Dancer Sydney Mesher: "It's Time to Start Reshaping the Perception of the Word Disability"

Courtesy of Blaine Covert
Courtesy of Blaine Covert

Sydney Mesher says she came out of the womb dancing. "It was so natural for me. I grew up with music playing all the time," she told POPSUGAR. "My dad's a huge Rolling Stones fan and took me to a concert when I was age 2." Her parents knew from that point on that she was going to pursue dance, and as she explored movement in different classes, she grew more serious about the craft.

Mesher, 23, was born with a rare congenital condition called symbrachydactyly, which caused her left hand not to develop. Though she got a prosthetic when she was in kindergarten, she didn't wear it for long — it felt unnatural and uncomfortable, she said. "Honestly, in my opinion, it drew more attention to the fact that I didn't have a hand," she explained. "The prosthetic was obviously way different back then — the technology's really advanced now — but you couldn't move it." It was more cosmetic than functional.

Growing up in Oregon, Mesher went to a public high school with a dance performing arts division, and she then studied Fine Arts at Pace University (her degree is a Bachelor of Fine Arts in Commercial Dance). Her focus of dance, she said, is hip-hop and jazz. Though having a limb difference brings its challenges — especially during partner work or using props — it has helped her become a problem solver, which she said benefits her in everyday life and in her career.

Mesher faced some bullying as a dancer, but noted she shifted her mindset to push that aside. And, she didn't want to find success because she was being "checked off of a list" as a person with disabilities; she wanted to find success because she was good at what she did and comfortable in her own skin — so that "when I was presenting myself in an audition or in a casting, I deserved to be there and had the talent to show with it."

"I'm all about presenting a new normal in the industry."

One of her biggest accomplishments to date is dancing for BTS at a 2018 Citi Field concert in New York City. The following year she was in a Hollister campaign. "I'm all about presenting a new normal in the industry because I think it's really important to see diversity in every element, and that job allowed that to happen," Mesher said of the campaign.

Mesher also was the first dancer with a visible disability to perform as a Rockette at Radio City Music Hall. She got the job after her fourth time auditioning and was part of the 2019 production that lasted through the holiday season (this year's Christmas Spectacular Starring the Radio City Rockettes shows have been canceled due to COVID-19). Practicing and going out on stage with all of those women, she said, was a highlight for her — and, yes, she still remembers the choreography ("It's drilled into us," she added, laughing).
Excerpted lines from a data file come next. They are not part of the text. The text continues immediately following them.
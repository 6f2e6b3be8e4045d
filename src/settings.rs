// src/settings.rs
//
// Bridge settings, loaded from a TOML file.
//
// Example:
//   serial_port = "/dev/ttyUSB0"
//   ws_host = "localhost"
//   ws_port = 8767
//
//   [influxdb]
//   url = "http://localhost:8086"
//   org = "my-org"
//   bucket = "sensors"
//   measurement = "ta612c_lab1"

use serde::{Deserialize, Serialize};
use std::path::{Path, PathBuf};

const APP_DIR: &str = "ta612c-bridge";
const SETTINGS_FILE: &str = "bridge.toml";

#[derive(Debug, Serialize, Deserialize, Clone, PartialEq)]
pub struct InfluxSettings {
    #[serde(default = "default_influx_url")]
    pub url: String,
    #[serde(default)]
    pub org: String,
    #[serde(default)]
    pub bucket: String,
    #[serde(default)]
    pub measurement: String,
    /// Prefer the keyring or TA612C_INFLUX_TOKEN over storing the token here
    #[serde(default)]
    pub token: Option<String>,
}

impl InfluxSettings {
    /// Names of required fields that are still empty.
    pub fn missing_fields(&self) -> Vec<&'static str> {
        let mut missing = Vec::new();
        if self.org.trim().is_empty() {
            missing.push("org");
        }
        if self.bucket.trim().is_empty() {
            missing.push("bucket");
        }
        if self.measurement.trim().is_empty() {
            missing.push("measurement");
        }
        missing
    }

    /// Keyring profile identifying this org/bucket pair.
    pub fn credential_profile(&self) -> String {
        format!("influxdb/{}/{}", self.org, self.bucket)
    }
}

#[derive(Debug, Serialize, Deserialize, Clone, PartialEq)]
pub struct BridgeSettings {
    #[serde(default)]
    pub serial_port: Option<String>,
    #[serde(default = "default_ws_host")]
    pub ws_host: String,
    #[serde(default = "default_ws_port")]
    pub ws_port: u16,
    #[serde(default)]
    pub log_dir: Option<PathBuf>,
    #[serde(default)]
    pub influxdb: Option<InfluxSettings>,
}

fn default_ws_host() -> String {
    "localhost".to_string()
}
fn default_ws_port() -> u16 {
    8767
}
fn default_influx_url() -> String {
    "http://localhost:8086".to_string()
}

impl Default for BridgeSettings {
    fn default() -> Self {
        BridgeSettings {
            serial_port: None,
            ws_host: default_ws_host(),
            ws_port: default_ws_port(),
            log_dir: None,
            influxdb: None,
        }
    }
}

/// Default settings location: `<config dir>/ta612c-bridge/bridge.toml`.
pub fn default_settings_path() -> Option<PathBuf> {
    dirs::config_dir().map(|dir| dir.join(APP_DIR).join(SETTINGS_FILE))
}

/// Parse settings from TOML text.
pub fn parse_settings(content: &str) -> Result<BridgeSettings, String> {
    toml::from_str(content).map_err(|e| format!("Failed to parse settings: {}", e))
}

/// Load settings.
///
/// An explicitly given path must exist. The default location is optional and
/// falls back to built-in defaults when absent.
pub fn load_settings(explicit: Option<&Path>) -> Result<BridgeSettings, String> {
    let path = match explicit {
        Some(path) => path.to_path_buf(),
        None => match default_settings_path() {
            Some(path) if path.exists() => path,
            _ => return Ok(BridgeSettings::default()),
        },
    };

    let content = std::fs::read_to_string(&path)
        .map_err(|e| format!("Failed to read settings file {}: {}", path.display(), e))?;
    parse_settings(&content)
}
// src/io/mod.rs
//
// Device and client I/O for the bridge.
//
// - serial: TA612C port handling and protocol decoding
// - relay: full-duplex serial <-> WebSocket pumps for one client
// - server: WebSocket accept loop

mod error;
pub mod relay;
pub mod serial;
pub mod server;

pub use error::IoError;
pub use relay::{Relay, RelayConfig};
pub use server::serve;
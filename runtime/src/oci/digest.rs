//! Content digests and incremental verification.

use std::fmt;

use dockboot_core::error::{ConvertError, Result};
use serde::{Deserialize, Serialize};
use sha2::{Digest as _, Sha256};

/// A `sha256:<hex>` content digest.
#[derive(Debug, Clone, PartialEq, Eq, Hash, Serialize, Deserialize)]
#[serde(try_from = "String", into = "String")]
pub struct Digest {
    hex: String,
}

impl Digest {
    /// Parse `sha256:<64 lowercase hex>`.
    pub fn parse(s: &str) -> Result<Self> {
        let (algorithm, hex) = s.split_once(':').ok_or_else(|| {
            ConvertError::Protocol(format!("Invalid digest '{}': expected algorithm:hex", s))
        })?;
        if algorithm != "sha256" {
            return Err(ConvertError::Protocol(format!(
                "Unsupported digest algorithm '{}'",
                algorithm
            )));
        }
        if hex.len() != 64 || !hex.bytes().all(|b| matches!(b, b'0'..=b'9' | b'a'..=b'f')) {
            return Err(ConvertError::Protocol(format!("Invalid sha256 digest '{}'", s)));
        }
        Ok(Self {
            hex: hex.to_string(),
        })
    }

    /// Digest of an in-memory buffer.
    pub fn of(data: &[u8]) -> Self {
        Self {
            hex: hex::encode(Sha256::digest(data)),
        }
    }

    /// Hex part without the algorithm prefix.
    pub fn hex(&self) -> &str {
        &self.hex
    }

    /// Short form for logs.
    pub fn short(&self) -> &str {
        &self.hex[..12]
    }

    /// Start an incremental verification against this digest.
    pub fn verifier(&self) -> DigestVerifier {
        DigestVerifier {
            expected: self.clone(),
            hasher: Sha256::new(),
            len: 0,
        }
    }
}

impl fmt::Display for Digest {
    fn fmt(&self, f: &mut fmt::Formatter<'_>) -> fmt::Result {
        write!(f, "sha256:{}", self.hex)
    }
}

impl TryFrom<String> for Digest {
    type Error = ConvertError;

    fn try_from(value: String) -> Result<Self> {
        Digest::parse(&value)
    }
}

impl From<Digest> for String {
    fn from(value: Digest) -> Self {
        value.to_string()
    }
}

/// Hashes content as it streams past and checks it at the end.
pub struct DigestVerifier {
    expected: Digest,
    hasher: Sha256,
    len: u64,
}

impl DigestVerifier {
    pub fn update(&mut self, chunk: &[u8]) {
        self.hasher.update(chunk);
        self.len += chunk.len() as u64;
    }

    /// Bytes seen so far.
    pub fn len(&self) -> u64 {
        self.len
    }

    pub fn is_empty(&self) -> bool {
        self.len == 0
    }

    /// Fail with `IntegrityError` unless the content matched.
    pub fn finish(self) -> Result<()> {
        let actual = hex::encode(self.hasher.finalize());
        if actual == self.expected.hex {
            Ok(())
        } else {
            Err(ConvertError::IntegrityError {
                digest: self.expected.to_string(),
                actual: format!("sha256:{}", actual),
            })
        }
    }
}
//! `dockboot logout` command: Remove stored registry credentials.

use clap::Args;
use dockboot_runtime::CredentialStore;

#[derive(Args)]
pub struct LogoutArgs {
    /// Registry server (default: docker.io)
    pub server: Option<String>,
}

pub async fn execute(args: LogoutArgs) -> Result<(), Box<dyn std::error::Error>> {
    let server = args.server.unwrap_or_else(|| "docker.io".to_string());

    let store = CredentialStore::default_path()?;
    if store.remove(&server)? {
        println!("Removing login credentials for {}", server);
    } else {
        println!("Not logged in to {}", server);
    }

    Ok(())
}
Mesher said she's accepted the fact that she has a disability — that's the point. "There's a horrible connotation with the word disability. It's people's perception of that word and it doesn't necessarily need to be a bad thing, in my opinion," she said. "It's something that's unique." She acknowledged the fact that her disability is not super limiting, and so that gives her, in part, privilege. That being said, she understands others don't refer to their disabilities in such a positive light, "but I think it's time to start reshaping the perception of the word disability."
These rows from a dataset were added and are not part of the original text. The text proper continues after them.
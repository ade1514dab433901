//! Recording disk backend for tests.
//!
//! Attaching hands out fake device names, mounting leaves the target
//! directory as a plain directory, commands are recorded and optionally
//! handed to a hook. Any operation can be made to fail once.

use std::collections::{BTreeSet, HashMap, VecDeque};
use std::path::{Path, PathBuf};

use dockboot_core::error::{ConvertError, Result};
use parking_lot::Mutex;

use super::backend::{AttachedDevice, DiskBackend, HostCommand};
use super::layout::{DiskLayout, FilesystemKind};

#[derive(Debug, Clone, Copy, PartialEq, Eq, Hash)]
pub enum Op {
    Check,
    Attach,
    Detach,
    Format,
    Mount,
    BindMount,
    Unmount,
    Run,
}

type RunHook = Box<dyn Fn(&HostCommand) -> Result<String> + Send + Sync>;

#[derive(Default)]
struct State {
    calls: Vec<String>,
    /// Queued failures per op; `None` fails with a generic injected error.
    failures: HashMap<Op, VecDeque<Option<ConvertError>>>,
    attached: BTreeSet<PathBuf>,
    mounts: Vec<PathBuf>,
    next_loop: u32,
}

pub struct FakeBackend {
    state: Mutex<State>,
    hook: Option<RunHook>,
}

impl FakeBackend {
    pub fn new() -> Self {
        Self {
            state: Mutex::new(State::default()),
            hook: None,
        }
    }

    /// Handle `run` calls with `hook`.
    pub fn with_run_hook(
        mut self,
        hook: impl Fn(&HostCommand) -> Result<String> + Send + Sync + 'static,
    ) -> Self {
        self.hook = Some(Box::new(hook));
        self
    }

    /// Fail the next call of `op`.
    pub fn fail_on(&self, op: Op) {
        self.state.lock().failures.entry(op).or_default().push_back(None);
    }

    /// Fail the next call of `op` with `error`.
    pub fn fail_with(&self, op: Op, error: ConvertError) {
        self.state
            .lock()
            .failures
            .entry(op)
            .or_default()
            .push_back(Some(error));
    }

    pub fn calls(&self) -> Vec<String> {
        self.state.lock().calls.clone()
    }

    /// Commands passed to `run`, rendered.
    pub fn commands(&self) -> Vec<String> {
        self.calls()
            .into_iter()
            .filter_map(|c| c.strip_prefix("run ").map(str::to_string))
            .collect()
    }

    /// Targets currently mounted.
    pub fn mounts(&self) -> Vec<PathBuf> {
        self.state.lock().mounts.clone()
    }

    /// Devices currently attached.
    pub fn attached(&self) -> Vec<PathBuf> {
        self.state.lock().attached.iter().cloned().collect()
    }

    fn record(&self, op: Op, call: String) -> Result<()> {
        let mut state = self.state.lock();
        state.calls.push(call.clone());
        match state.failures.get_mut(&op).and_then(VecDeque::pop_front) {
            Some(Some(error)) => Err(error),
            Some(None) => Err(ConvertError::Internal(format!("injected failure: {}", call))),
            None => Ok(()),
        }
    }
}

impl DiskBackend for FakeBackend {
    fn check(&self, layout: &DiskLayout) -> Result<()> {
        self.record(Op::Check, format!("check {} bytes", layout.total_bytes))
    }

    fn privileged(&self) -> bool {
        false
    }

    fn attach(&self, image: &Path, partitions: usize) -> Result<AttachedDevice> {
        self.record(Op::Attach, format!("attach {}", image.display()))?;
        let mut state = self.state.lock();
        let device = PathBuf::from(format!("/dev/fakeloop{}", state.next_loop));
        state.next_loop += 1;
        state.attached.insert(device.clone());
        let partitions = (1..=partitions)
            .map(|n| PathBuf::from(format!("{}p{}", device.display(), n)))
            .collect();
        Ok(AttachedDevice { device, partitions })
    }

    fn detach(&self, device: &Path) -> Result<()> {
        self.record(Op::Detach, format!("detach {}", device.display()))?;
        self.state.lock().attached.remove(device);
        Ok(())
    }

    fn format(&self, partition: &Path, filesystem: FilesystemKind, label: &str) -> Result<()> {
        self.record(
            Op::Format,
            format!("format {} {} {}", partition.display(), filesystem.mount_type(), label),
        )
    }

    fn mount(&self, source: &Path, target: &Path, filesystem: FilesystemKind) -> Result<()> {
        self.record(
            Op::Mount,
            format!("mount {} {} {}", source.display(), target.display(), filesystem.mount_type()),
        )?;
        self.state.lock().mounts.push(target.to_path_buf());
        Ok(())
    }

    fn bind_mount(&self, source: &Path, target: &Path) -> Result<()> {
        self.record(
            Op::BindMount,
            format!("bind {} {}", source.display(), target.display()),
        )?;
        self.state.lock().mounts.push(target.to_path_buf());
        Ok(())
    }

    fn unmount(&self, target: &Path) -> Result<()> {
        self.record(Op::Unmount, format!("unmount {}", target.display()))?;
        self.state.lock().mounts.retain(|m| m != target);
        Ok(())
    }

    fn run(&self, command: &HostCommand) -> Result<String> {
        self.record(Op::Run, format!("run {}", command))?;
        match &self.hook {
            Some(hook) => hook(command),
            None => Ok(String::new()),
        }
    }
}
When it comes to social media, Mesher has devoted her platforms, especially TikTok, to educating people about her disability in an approachable way. She has over 32,000 followers on TikTok and posts lighthearted videos to note that circulating trends are not always considerate of people with all kinds of abilities and that ableism is real.

In the dance industry, typecasting does happen, Mesher said, though she isn't sure there has ever been an instance where she was not picked for a role because of her limb difference. "I thankfully never experienced any deliberate discrimination like that, but it doesn't mean that it doesn't exist," she said. Her jobs this year have altered because of the COVID-19 pandemic, but she was able to do some speaking in honor of the 30th anniversary of the Americans With Disabilities Act of 1990 (ADA), and she intends to return to the Rockettes for the next audition phase.

"A quote that I grew up living by . . . and my dad used to say it to me anytime I faced a hardship . . . was, 'You can do anything that you put your mind to,'" Mesher recalled. She wants other dancers with physical disabilities to keep this idea close — that they can persevere despite seemingly impossible challenges. That barriers can be broken.